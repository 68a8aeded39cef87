//! Terminal cleanup
//!
//! Runs last and removes every remaining piece of markup:
//!
//! 1. font and text wrappers are unwrapped to their content
//! 2. length spacing becomes a space, size switches vanish, escaped braces
//!    become ❴ ❵
//! 3. matched brace pairs are dropped, except script groups (`^{..}`, `_{..}`)
//! 4. remaining commands are reported and lose their marker
//! 5. whitespace is collapsed
//!
//! The output contains no marker and only protected brace pairs, so running
//! cleanup again is a no-op.

use fxhash::FxHashSet;
use lazy_static::lazy_static;
use regex::Regex;

use crate::core::context::StageContext;
use crate::core::pipeline::Stage;
use crate::core::scan::{
    read_command, read_group, rewrite_commands, skip_whitespace, MARKER, MAX_NESTING,
};
use crate::data::commands::{
    is_font_wrapper, FONT_SIZES, LENGTH_SPACING, LEFT_BRACE_GLYPH, RIGHT_BRACE_GLYPH,
};

lazy_static! {
    static ref WHITESPACE: Regex = Regex::new(r"\s+").unwrap();
    static ref INLINE_WHITESPACE: Regex = Regex::new(r"[^\S\t\n]+").unwrap();
}

pub struct CleanupStage;

impl Stage for CleanupStage {
    fn name(&self) -> &'static str {
        "cleanup"
    }

    fn apply(&self, input: &str, ctx: &mut StageContext<'_>) -> String {
        let text = unwrap_wrappers(input, 0);
        let text = rewrite_directives(&text);
        let text = strip_braces(&text);
        let text = strip_markers(&text, ctx);
        collapse_whitespace(&text, ctx.options.preserve_layout)
    }
}

fn unwrap_wrappers(src: &str, depth: usize) -> String {
    if depth >= MAX_NESTING {
        return src.to_string();
    }
    rewrite_commands(src, |cmd, out| {
        if !is_font_wrapper(cmd.name) {
            return None;
        }
        match read_group(src, skip_whitespace(src, cmd.end)) {
            Some(group) => {
                out.push_str(&unwrap_wrappers(group.inner, depth + 1));
                Some(group.end)
            }
            // a bare switch such as `\mathbf x`
            None => Some(cmd.end),
        }
    })
}

fn rewrite_directives(src: &str) -> String {
    rewrite_commands(src, |cmd, out| match cmd.name {
        name if LENGTH_SPACING.contains(name) => {
            let mut pos = skip_whitespace(src, cmd.end);
            if src.as_bytes().get(pos) == Some(&b'*') {
                pos += 1;
            }
            let group = read_group(src, skip_whitespace(src, pos))?;
            out.push(' ');
            Some(group.end)
        }
        name if FONT_SIZES.contains(name) => Some(cmd.end),
        "{" => {
            out.push_str(LEFT_BRACE_GLYPH);
            Some(cmd.end)
        }
        "}" => {
            out.push_str(RIGHT_BRACE_GLYPH);
            Some(cmd.end)
        }
        _ => None,
    })
}

/// Positions of braces that have a partner
fn matched_braces(src: &str) -> FxHashSet<usize> {
    let bytes = src.as_bytes();
    let mut matched = FxHashSet::default();
    let mut open = Vec::new();
    let mut i = 0;
    while i < bytes.len() {
        match bytes[i] {
            MARKER => {
                i = read_command(src, i).map_or(i + 1, |cmd| cmd.end);
                continue;
            }
            b'{' => open.push(i),
            b'}' => {
                if let Some(start) = open.pop() {
                    matched.insert(start);
                    matched.insert(i);
                }
            }
            _ => {}
        }
        i += 1;
    }
    matched
}

fn strip_braces(src: &str) -> String {
    let bytes = src.as_bytes();
    let matched = matched_braces(src);
    let mut out = String::with_capacity(src.len());
    // (protected, argument of a word command) for each open group
    let mut groups: Vec<(bool, bool)> = Vec::new();
    // position where an argument group would need a separating space
    let mut argument_at = None;
    let mut copied = 0;
    let mut i = 0;

    while i < bytes.len() {
        match bytes[i] {
            MARKER => {
                let end = read_command(src, i).map_or(i + 1, |cmd| cmd.end);
                if end > i + 1 && bytes[i + 1..end].iter().all(u8::is_ascii_alphabetic) {
                    argument_at = Some(end);
                }
                i = end;
                continue;
            }
            b'{' if matched.contains(&i) => {
                let protected = groups.last().map_or(false, |&(p, _)| p)
                    || (i > 0 && matches!(bytes[i - 1], b'^' | b'_'));
                let argument = !protected && argument_at == Some(i);
                groups.push((protected, argument));
                if !protected {
                    out.push_str(&src[copied..i]);
                    if argument {
                        out.push(' ');
                    }
                    copied = i + 1;
                }
            }
            b'}' if matched.contains(&i) => {
                let (protected, argument) = groups.pop().unwrap_or((false, false));
                if !protected {
                    out.push_str(&src[copied..i]);
                    copied = i + 1;
                }
                if argument {
                    // `\binom{n}{k}` keeps its arguments apart
                    argument_at = Some(i + 1);
                }
            }
            _ => {}
        }
        i += 1;
    }

    out.push_str(&src[copied..]);
    out
}

fn strip_markers(src: &str, ctx: &mut StageContext<'_>) -> String {
    let mut reported = FxHashSet::default();
    let mut warnings = Vec::new();

    let out = rewrite_commands(src, |cmd, out| {
        if cmd.name == "\\" {
            out.push('\n');
        } else {
            out.push_str(cmd.name);
        }
        if cmd.name.starts_with(|c: char| c.is_ascii_alphabetic()) && reported.insert(cmd.name) {
            warnings.push(cmd.name.to_string());
        }
        Some(cmd.end)
    });

    for name in warnings {
        ctx.warn_with_suggestion(
            "cleanup",
            format!("unrecognized command \\{} kept as plain text", name),
            "check the spelling or remove the command",
        );
    }
    // a trailing lone marker is not a command token
    out.replace(MARKER as char, "")
}

fn collapse_whitespace(src: &str, preserve_layout: bool) -> String {
    if !preserve_layout {
        return WHITESPACE.replace_all(src, " ").trim().to_string();
    }
    let collapsed = INLINE_WHITESPACE.replace_all(src, " ");
    collapsed
        .split('\n')
        .map(|line| line.trim_matches(' '))
        .collect::<Vec<_>>()
        .join("\n")
        .trim()
        .to_string()
}
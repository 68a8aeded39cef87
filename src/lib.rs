//! # mathtext
//!
//! Converts LaTeX-style math markup into linear Unicode text.
//!
//! ## Features
//!
//! - **Total**: every input produces output; unresolvable markup is kept as
//!   literal text and reported as a warning
//! - **Staged**: fractions, roots, scripts, functions, matrices, symbols and
//!   delimiters are rewritten by independent passes in a fixed order
//! - **Unicode scripts**: `x^{2}` → `x²`, `a_{n}` → `aₙ` when every character
//!   has a glyph
//! - **Diagnostics**: a separate checker reports unbalanced input up front
//! - **WASM / Python**: the same converter behind feature-gated bindings
//!
//! ## Usage
//!
//! ```rust
//! use mathtext::{convert, convert_with_options, ConvertOptions};
//!
//! assert_eq!(convert(r"\frac{a}{b}"), "a/b");
//! assert_eq!(convert(r"\sqrt[3]{8}"), "³√(8)");
//! assert_eq!(convert(r"\alpha + \beta"), "α + β");
//!
//! let grid = convert_with_options(
//!     r"\begin{pmatrix}1&2\\3&4\end{pmatrix}",
//!     &ConvertOptions::layout(),
//! );
//! assert_eq!(grid, "(\n1\t2\n3\t4\n)");
//! ```
//!
//! ### Warnings
//!
//! ```rust
//! use mathtext::{convert_with_diagnostics, ConvertOptions};
//!
//! let output = convert_with_diagnostics(r"\foo + 1", &ConvertOptions::default());
//! assert_eq!(output.content, "foo + 1");
//! assert!(output.has_warnings());
//! ```

/// Core conversion modules
pub mod core;

/// Data layer - symbol and command tables
pub mod data;

/// Utility modules
pub mod utils;

/// WASM bindings (feature-gated)
#[cfg(feature = "wasm")]
pub mod wasm;

pub use crate::core::context::{ConvertOptions, StageContext};
pub use crate::core::pipeline::{Pipeline, Stage, StageTrace, STANDARD_PIPELINE};
pub use crate::core::stages;

pub use crate::data::symbols::{SymbolTable, SYMBOL_TABLE};

pub use crate::utils::diagnostics;
pub use crate::utils::error::{
    ConversionError, ConversionOutput, ConversionResult, ConversionWarning,
};

/// Convert math source to math text with default options
pub fn convert(input: &str) -> String {
    convert_with_options(input, &ConvertOptions::default())
}

/// Convert math source to math text with custom options
pub fn convert_with_options(input: &str, options: &ConvertOptions) -> String {
    convert_with_diagnostics(input, options).content
}

/// Convert and keep the warnings raised along the way
pub fn convert_with_diagnostics(input: &str, options: &ConvertOptions) -> ConversionOutput {
    STANDARD_PIPELINE.run(input, options)
}

/// Run the standard pipeline and return every stage's output
pub fn trace(input: &str, options: &ConvertOptions) -> Vec<StageTrace> {
    STANDARD_PIPELINE.trace(input, options)
}
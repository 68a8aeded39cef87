//! Scanning primitives for math source
//!
//! Everything structural in the input (marker, braces, brackets, `^`, `_`,
//! `&`) is ASCII, so the scanner walks bytes and only ever slices at ASCII
//! positions. Continuation bytes of multi-byte characters never compare equal
//! to an ASCII byte, which keeps byte scanning safe on arbitrary UTF-8.

/// The command marker
pub const MARKER: u8 = b'\\';

/// Recursion limit for stages that descend into nested groups
pub const MAX_NESTING: usize = 64;

/// A command token: the marker followed by an ASCII letter run, or by a
/// single non-letter character (`\,`, `\\`, `\{`).
#[derive(Debug, Clone, Copy, PartialEq, Eq)]
pub struct Command<'a> {
    /// Name without the marker
    pub name: &'a str,
    /// Byte offset of the marker
    pub start: usize,
    /// Byte offset just past the name
    pub end: usize,
}

/// A delimited group or a single-token argument
#[derive(Debug, Clone, Copy, PartialEq, Eq)]
pub struct Group<'a> {
    /// Content without the delimiters
    pub inner: &'a str,
    /// Byte offset of the opening delimiter (or of the token)
    pub start: usize,
    /// Byte offset just past the closing delimiter (or the token)
    pub end: usize,
    /// Whether the content was delimited by braces/brackets
    pub delimited: bool,
}

/// Read the command whose marker sits at `pos`.
///
/// Returns `None` if `pos` is not a marker or the marker ends the input.
pub fn read_command(src: &str, pos: usize) -> Option<Command<'_>> {
    let bytes = src.as_bytes();
    if bytes.get(pos) != Some(&MARKER) {
        return None;
    }
    let name_start = pos + 1;
    let mut end = name_start;
    while end < bytes.len() && bytes[end].is_ascii_alphabetic() {
        end += 1;
    }
    if end == name_start {
        let ch = src[name_start..].chars().next()?;
        end = name_start + ch.len_utf8();
    }
    Some(Command {
        name: &src[name_start..end],
        start: pos,
        end,
    })
}

/// Index of the delimiter closing the `open` byte at `pos`.
///
/// Nested pairs are balanced; anything directly after a marker is skipped,
/// so `\{` and `\}` never count.
pub fn find_closing(src: &str, pos: usize, open: u8, close: u8) -> Option<usize> {
    let bytes = src.as_bytes();
    if bytes.get(pos) != Some(&open) {
        return None;
    }
    let mut depth = 0usize;
    let mut i = pos;
    while i < bytes.len() {
        let b = bytes[i];
        if b == MARKER {
            i += 2;
            continue;
        }
        if b == open {
            depth += 1;
        } else if b == close {
            depth -= 1;
            if depth == 0 {
                return Some(i);
            }
        }
        i += 1;
    }
    None
}

/// Read the brace group starting exactly at `pos`.
pub fn read_group(src: &str, pos: usize) -> Option<Group<'_>> {
    let close = find_closing(src, pos, b'{', b'}')?;
    Some(Group {
        inner: &src[pos + 1..close],
        start: pos,
        end: close + 1,
        delimited: true,
    })
}

/// Read an optional `[...]` argument, skipping leading whitespace.
pub fn read_optional(src: &str, pos: usize) -> Option<Group<'_>> {
    let pos = skip_whitespace(src, pos);
    let close = find_closing(src, pos, b'[', b']')?;
    Some(Group {
        inner: &src[pos + 1..close],
        start: pos,
        end: close + 1,
        delimited: true,
    })
}

/// Read a mandatory argument after skipping whitespace: a brace group, a
/// command token, or a single character.
pub fn read_argument(src: &str, pos: usize) -> Option<Group<'_>> {
    let pos = skip_whitespace(src, pos);
    match src.as_bytes().get(pos)? {
        b'{' => read_group(src, pos),
        &MARKER => {
            let cmd = read_command(src, pos)?;
            Some(Group {
                inner: &src[cmd.start..cmd.end],
                start: cmd.start,
                end: cmd.end,
                delimited: false,
            })
        }
        b'}' | b'^' | b'_' | b'&' => None,
        _ => {
            let ch = src[pos..].chars().next()?;
            Some(Group {
                inner: &src[pos..pos + ch.len_utf8()],
                start: pos,
                end: pos + ch.len_utf8(),
                delimited: false,
            })
        }
    }
}

/// Advance past ASCII whitespace.
pub fn skip_whitespace(src: &str, pos: usize) -> usize {
    let bytes = src.as_bytes();
    let mut pos = pos;
    while pos < bytes.len() && bytes[pos].is_ascii_whitespace() {
        pos += 1;
    }
    pos
}

/// Iterate over every command token in `src`, left to right.
pub fn commands(src: &str) -> Commands<'_> {
    Commands { src, pos: 0 }
}

/// Iterator returned by [`commands`]
pub struct Commands<'a> {
    src: &'a str,
    pos: usize,
}

impl<'a> Iterator for Commands<'a> {
    type Item = Command<'a>;

    fn next(&mut self) -> Option<Self::Item> {
        let bytes = self.src.as_bytes();
        while self.pos < bytes.len() {
            if bytes[self.pos] == MARKER {
                if let Some(cmd) = read_command(self.src, self.pos) {
                    self.pos = cmd.end;
                    return Some(cmd);
                }
            }
            self.pos += 1;
        }
        None
    }
}

/// Does `src` contain any command named in `names`?
pub fn contains_command(src: &str, names: &[&str]) -> bool {
    commands(src).any(|cmd| names.contains(&cmd.name))
}

/// Rebuild `src`, offering every command token to `rewrite`.
///
/// The callback writes its replacement into the output buffer and returns
/// the offset to resume scanning from; returning `None` copies the token
/// unchanged. Text between commands is copied verbatim.
pub fn rewrite_commands<'a, F>(src: &'a str, mut rewrite: F) -> String
where
    F: FnMut(Command<'a>, &mut String) -> Option<usize>,
{
    let bytes = src.as_bytes();
    let mut out = String::with_capacity(src.len());
    let mut pos = 0;
    let mut copied = 0;

    while pos < bytes.len() {
        if bytes[pos] == MARKER {
            if let Some(cmd) = read_command(src, pos) {
                out.push_str(&src[copied..pos]);
                pos = match rewrite(cmd, &mut out) {
                    Some(resume) => resume,
                    None => {
                        out.push_str(&src[cmd.start..cmd.end]);
                        cmd.end
                    }
                };
                copied = pos;
                continue;
            }
        }
        pos += 1;
    }

    out.push_str(&src[copied..]);
    out
}

/// Split `src` on a separator that only counts at brace depth 0 and outside
/// command tokens. `separator` is tested at every byte offset.
pub fn split_top_level<'a, F>(src: &'a str, is_separator: F) -> Vec<&'a str>
where
    F: Fn(&str, usize) -> Option<usize>,
{
    let bytes = src.as_bytes();
    let mut parts = Vec::new();
    let mut depth = 0usize;
    let mut start = 0;
    let mut i = 0;

    while i < bytes.len() {
        if depth == 0 {
            if let Some(len) = is_separator(src, i) {
                parts.push(&src[start..i]);
                i += len;
                start = i;
                continue;
            }
        }
        match bytes[i] {
            MARKER => {
                i = read_command(src, i).map_or(i + 1, |cmd| cmd.end);
                continue;
            }
            b'{' => depth += 1,
            b'}' => depth = depth.saturating_sub(1),
            _ => {}
        }
        i += 1;
    }

    parts.push(&src[start..]);
    parts
}

/// Is the expression short and operator-free?
///
/// Simple operands print without parentheses (`a/b`, `√x`).
pub fn is_simple(expr: &str, max_len: usize) -> bool {
    let expr = expr.trim();
    expr.chars().count() <= max_len
        && !expr
            .chars()
            .any(|c| matches!(c, '+' | '-' | '*' | '/' | '^' | '_' | '=' | '<' | '>' | ' '))
}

* * *

What is expected: Give the exact lines, and only those, from the line containing "without the delimiters" through the line containing "pub fn read_optional(src: &str, pos: usize)" in the entries above.

Final answer:
    /// Content without the delimiters
    pub inner: &'a str,
    /// Byte offset of the opening delimiter (or of the token)
    pub start: usize,
    /// Byte offset just past the closing delimiter (or the token)
    pub end: usize,
    /// Whether the content was delimited by braces/brackets
    pub delimited: bool,
}

/// Read the command whose marker sits at `pos`.
///
/// Returns `None` if `pos` is not a marker or the marker ends the input.
pub fn read_command(src: &str, pos: usize) -> Option<Command<'_>> {
    let bytes = src.as_bytes();
    if bytes.get(pos) != Some(&MARKER) {
        return None;
    }
    let name_start = pos + 1;
    let mut end = name_start;
    while end < bytes.len() && bytes[end].is_ascii_alphabetic() {
        end += 1;
    }
    if end == name_start {
        let ch = src[name_start..].chars().next()?;
        end = name_start + ch.len_utf8();
    }
    Some(Command {
        name: &src[name_start..end],
        start: pos,
        end,
    })
}

/// Index of the delimiter closing the `open` byte at `pos`.
///
/// Nested pairs are balanced; anything directly after a marker is skipped,
/// so `\{` and `\}` never count.
pub fn find_closing(src: &str, pos: usize, open: u8, close: u8) -> Option<usize> {
    let bytes = src.as_bytes();
    if bytes.get(pos) != Some(&open) {
        return None;
    }
    let mut depth = 0usize;
    let mut i = pos;
    while i < bytes.len() {
        let b = bytes[i];
        if b == MARKER {
            i += 2;
            continue;
        }
        if b == open {
            depth += 1;
        } else if b == close {
            depth -= 1;
            if depth == 0 {
                return Some(i);
            }
        }
        i += 1;
    }
    None
}

/// Read the brace group starting exactly at `pos`.
pub fn read_group(src: &str, pos: usize) -> Option<Group<'_>> {
    let close = find_closing(src, pos, b'{', b'}')?;
    Some(Group {
        inner: &src[pos + 1..close],
        start: pos,
        end: close + 1,
        delimited: true,
    })
}

/// Read an optional `[...]` argument, skipping leading whitespace.
pub fn read_optional(src: &str, pos: usize) -> Option<Group<'_>> {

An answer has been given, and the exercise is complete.